Modulhandbuch (Module manual)

M.184.4451 Financial Econometrics and Quantitative Risk Management
(Financial Econometrics and Quantitative Risk Management)
Koordinator (coordinator): Prof. Dr. Yuanhua Feng
Ansprechpartner (contact): Dominik Schulz (dominik.schulz[at]upb.de)
Credits: 5 ECTS
Workload: 150 Std (h)
Semesterturnus (semester cycle): SoSe
Studiensemester (study semester): 1-4
Dauer in Semestern (duration in semesters): 1
Lehrveranstaltungen (courses):
Nummer / Name
(number / title)
Art
(type)
Kontaktzeit
(contact time)
Selbststudium
(self-study)
Status (P/WP)
(status)
Gruppengröße
(group size)
a) K.184.44511 / Financial Econometrics and Quantitative Risk Management (Vorlesung) Vorlesung P
b) K.184.44512 / Financial Econometrics and Quantitative Risk Management (Übung) Übung P
Wahlmöglichkeiten innerhalb des Moduls (Options within the module):
Keine
Empfohlene Voraussetzungen (prerequisites):

​W1471 Basic Principles of Statistics I
W1472 Basic Principles of Statistics II
W2474 Einführung in die Ökonometrie or W4479 Econometrics

Inhalte (short description):

This module will introduce the students to time series analysis, financial econometrics and their applications. The course consists of three parts: Part I – Introduction to time series analysis; Part II: Introduction to financial econometrics; Part III: Introduction to multivariate time series.
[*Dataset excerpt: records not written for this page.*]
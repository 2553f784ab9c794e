//! # RAG Harness
//!
//! Repository and documentation ingestion into a metadata-tagged vector
//! index, with strategy-driven retrieval.
//!
//! The pure pipeline (categorization, filtering, chunking, fragment
//! identity, batching, the index contract, retrieval strategies) lives in
//! `rag-harness-core`. This crate adds the I/O around it: configuration,
//! the SQLite-backed index, embedding providers, repository and
//! documentation readers, the CLI commands, and the HTTP server.
//!
//! ## Architecture
//!
//! ```text
//! ┌──────────────┐   ┌──────────────────┐   ┌────────────┐
//! │ repo / docs  │──▶│ filter → chunk → │──▶│  SQLite    │
//! │  readers     │   │ id → embed batch │   │  index     │
//! └──────────────┘   └──────────────────┘   └─────┬──────┘
//!                                                 │
//!                        ┌────────────────────────┤
//!                        ▼                        ▼
//!                   ┌──────────┐            ┌──────────┐
//!                   │   CLI    │            │   HTTP   │
//!                   │  (rag)   │            │   API    │
//!                   └──────────┘            └──────────┘
//! ```
//!
//! ## Modules
//!
//! | Module | Purpose |
//! |--------|---------|
//! | [`config`] | TOML configuration parsing |
//! | [`db`] | SQLite pool |
//! | [`sqlite_index`] | Persistent vector index |
//! | [`embedding`] | Embedding providers |
//! | [`repo`] | Repository acquisition and file extraction |
//! | [`docs`] | Documentation directory reader |
//! | [`ingest`] | Ingestion orchestration and run statistics |
//! | [`search`] | Profile resolution and search output |
//! | [`stats`] | Index statistics |
//! | [`admin`] | Clear and delete-by-repository |
//! | [`server`] | HTTP JSON API |

pub mod admin;
pub mod config;
pub mod db;
pub mod docs;
pub mod embedding;
pub mod ingest;
pub mod repo;
pub mod search;
pub mod server;
pub mod sqlite_index;
pub mod stats;
//! Application search entry point.
//!
//! Resolves a [`SearchRequest`] against the configured profiles, runs the
//! core read path over the persistent index, and renders the results for
//! the CLI. The HTTP server shares [`SearchRequest`] and [`execute`].

use anyhow::{bail, Context, Result};
use serde::Deserialize;

use rag_harness_core::embedding::EmbeddingProvider;
use rag_harness_core::models::{MetaValue, Metadata, SearchResult};
use rag_harness_core::search::{format_sources, search_with_strategy};
use rag_harness_core::store::VectorIndex;
use rag_harness_core::strategy::{strategy_by_name, RetrievalStrategy, STRATEGY_NAMES};

use crate::config::Config;
use crate::embedding::create_provider;
use crate::sqlite_index::SqliteIndex;

/// A search as issued by the CLI or the HTTP API. Unset fields come from
/// the profile.
#[derive(Debug, Clone, Default, Deserialize)]
pub struct SearchRequest {
    pub query: String,
    #[serde(default)]
    pub n_results: Option<usize>,
    #[serde(default)]
    pub profile: Option<String>,
    #[serde(default)]
    pub strategy: Option<String>,
    #[serde(default)]
    pub limit: Option<usize>,
    #[serde(default)]
    pub filter: Metadata,
}

/// Settings a request resolves to.
pub struct Resolved {
    pub strategy: Box<dyn RetrievalStrategy>,
    pub n_results: usize,
    pub limit: usize,
}

/// Apply profile defaults and explicit overrides.
///
/// An explicit strategy keeps the profile's category weights. `n_results`
/// is raised to `limit` when it would otherwise be smaller.
pub fn resolve(config: &Config, req: &SearchRequest) -> Result<Resolved> {
    let profile_name = req
        .profile
        .as_deref()
        .unwrap_or(&config.retrieval.default_profile);
    let profile = config
        .retrieval
        .profile(profile_name)
        .with_context(|| format!("Unknown profile: '{}'", profile_name))?;

    let strategy = match req.strategy.as_deref() {
        Some(name) if !STRATEGY_NAMES.contains(&name) => bail!(
            "Unknown strategy: '{}'. Available: {}",
            name,
            STRATEGY_NAMES.join(", ")
        ),
        Some(name) => strategy_by_name(name, &profile.category_weights),
        None => profile.strategy(),
    };

    let limit = req.limit.unwrap_or(profile.limit);
    if limit == 0 {
        bail!("limit must be >= 1");
    }
    let n_results = req.n_results.unwrap_or(profile.n_results).max(limit);

    Ok(Resolved {
        strategy,
        n_results,
        limit,
    })
}

/// Resolve and run `req`.
pub async fn execute(
    config: &Config,
    index: &dyn VectorIndex,
    provider: &dyn EmbeddingProvider,
    req: &SearchRequest,
) -> Result<Vec<SearchResult>> {
    let resolved = resolve(config, req)?;
    let filter = (!req.filter.is_empty()).then_some(&req.filter);
    search_with_strategy(
        index,
        provider,
        &req.query,
        resolved.n_results,
        filter,
        resolved.strategy.as_ref(),
        resolved.limit,
    )
    .await
}

/// Parse `--where key=value` pairs into an exact-match filter.
pub fn parse_where(pairs: &[String]) -> Result<Metadata> {
    let mut filter = Metadata::new();
    for pair in pairs {
        let (key, value) = pair
            .split_once('=')
            .with_context(|| format!("invalid KEY=VALUE: no '=' found in '{}'", pair))?;
        if key.is_empty() {
            bail!("invalid KEY=VALUE: empty key in '{}'", pair);
        }
        filter.insert(key.to_string(), MetaValue::parse_for_key(key, value));
    }
    Ok(filter)
}

/// `rag search`.
pub async fn run_search(config: &Config, req: SearchRequest, json: bool) -> Result<()> {
    let provider = create_provider(&config.embedding)?;
    let index = SqliteIndex::open(config).await?;
    let results = execute(config, &index, provider.as_ref(), &req).await?;
    index.close().await;

    if json {
        println!("{}", serde_json::to_string_pretty(&results)?);
        return Ok(());
    }

    if results.is_empty() {
        println!("No results.");
        return Ok(());
    }

    print!("{}", format_sources(&results));
    println!();
    for (i, result) in results.iter().enumerate() {
        let score = result
            .weighted_score
            .map(|w| format!(" weighted: {:.2}", w))
            .unwrap_or_default();
        println!("{}. [{:.2}{}] {}", i + 1, result.similarity, score, result.id);
        println!(
            "    excerpt: \"{}\"",
            excerpt(&result.content, 200).replace('\n', " ").trim()
        );
        println!();
    }

    Ok(())
}

fn excerpt(text: &str, max_chars: usize) -> String {
    match text.char_indices().nth(max_chars) {
        Some((at, _)) => format!("{}...", &text[..at]),
        None => text.to_string(),
    }
}

#[cfg(test)]
mod tests {
    use super::*;

    fn config() -> Config {
        toml::from_str("").unwrap()
    }

    #[test]
    fn test_resolve_uses_default_profile() {
        let r = resolve(&config(), &SearchRequest::default()).unwrap();
        assert_eq!(r.strategy.name(), "balanced");
        assert_eq!((r.n_results, r.limit), (15, 5));
    }

    #[test]
    fn test_resolve_overrides() {
        let req = SearchRequest {
            profile: Some("code_assistant".into()),
            strategy: Some("workflow_focused".into()),
            n_results: Some(3),
            limit: Some(4),
            ..SearchRequest::default()
        };
        let r = resolve(&config(), &req).unwrap();
        assert_eq!(r.strategy.name(), "workflow_focused");
        assert_eq!((r.n_results, r.limit), (4, 4));
    }

    #[test]
    fn test_resolve_rejects_unknowns() {
        let bad_profile = SearchRequest {
            profile: Some("nobody".into()),
            ..SearchRequest::default()
        };
        assert!(resolve(&config(), &bad_profile).is_err());

        let bad_strategy = SearchRequest {
            strategy: Some("random".into()),
            ..SearchRequest::default()
        };
        assert!(resolve(&config(), &bad_strategy).is_err());
    }

    #[test]
    fn test_parse_where() {
        let f = parse_where(&["repo_name=tool".into(), "chunk_index=2".into()]).unwrap();
        assert_eq!(f["repo_name"], MetaValue::Str("tool".into()));
        assert_eq!(f["chunk_index"], MetaValue::Int(2));

        let f = parse_where(&["repo_name=2024".into()]).unwrap();
        assert_eq!(f["repo_name"], MetaValue::Str("2024".into()));
        assert!(parse_where(&["novalue".into()]).is_err());
    }

    #[test]
    fn test_excerpt_respects_char_boundaries() {
        assert_eq!(excerpt("héllo", 2), "hé...");
        assert_eq!(excerpt("short", 10), "short");
    }
}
Main topics of Part I are: basic concepts of time series, weak and strong stationarity, well known operators, AR (autoregressive), MA (moving average), ARMA, ARIMA (autoregressive integrated moving average) and RW (random walk) processes, properties of those processes, estimation, model selection and forecasting using the selected model, additive model for time series with trend and seasonality, smoothing of such time series.

Part II deals with the following topics: properties of financial time series, ARCH (autoregressive conditional heteroskedasticity), GARCH (generalized ARCH), estimation and application of GARCH, VaR (value at risk) and CVaR (conditional VaR), different extensions of GARCH, ACD (autoregressive conditional duration) for modeling high-frequency data, semiparametrisc GARCH models with trend in volatility.

In Part III VAR (vector AR) processes and MGARCH (multivariate GARCH) models will be introduced briefly.

Lernergebnisse (learning outcomes):
Fachkompetenz Wissen (professional expertise):
Studierende...
  • know the most important elements of time series analysis.
  • know economic time series and data resources.
  • know financial econometrics and its related related applications.
  • know the effect of dependent observations, asymptotic analysis, approximate least squares, unconditional and conditional maximum-likelihood, quasi maximum linkelihood.
  • Fachkompetenz Fertigkeit (practical professional and academic skills):
    Studierende...
  • can use time series models, models for financial data, model estimation and model selection, forecasting, smoothing techniques, analysis and forecasting of business cycles.
  • test theory empirically and through simulation.

  • Personale Kompetenz / Sozial (individual competences / social skills):
    Studierende...
  • work in groups.
  • present and discuss solutions to exercises.

  • Personale Kompetenz / Selbstständigkeit (individual competences / ability to perform autonomously):
    Studierende...
  • receive training for further learning in Econometrics and Statistics.
  • learn skills to deal with large and complex data sets.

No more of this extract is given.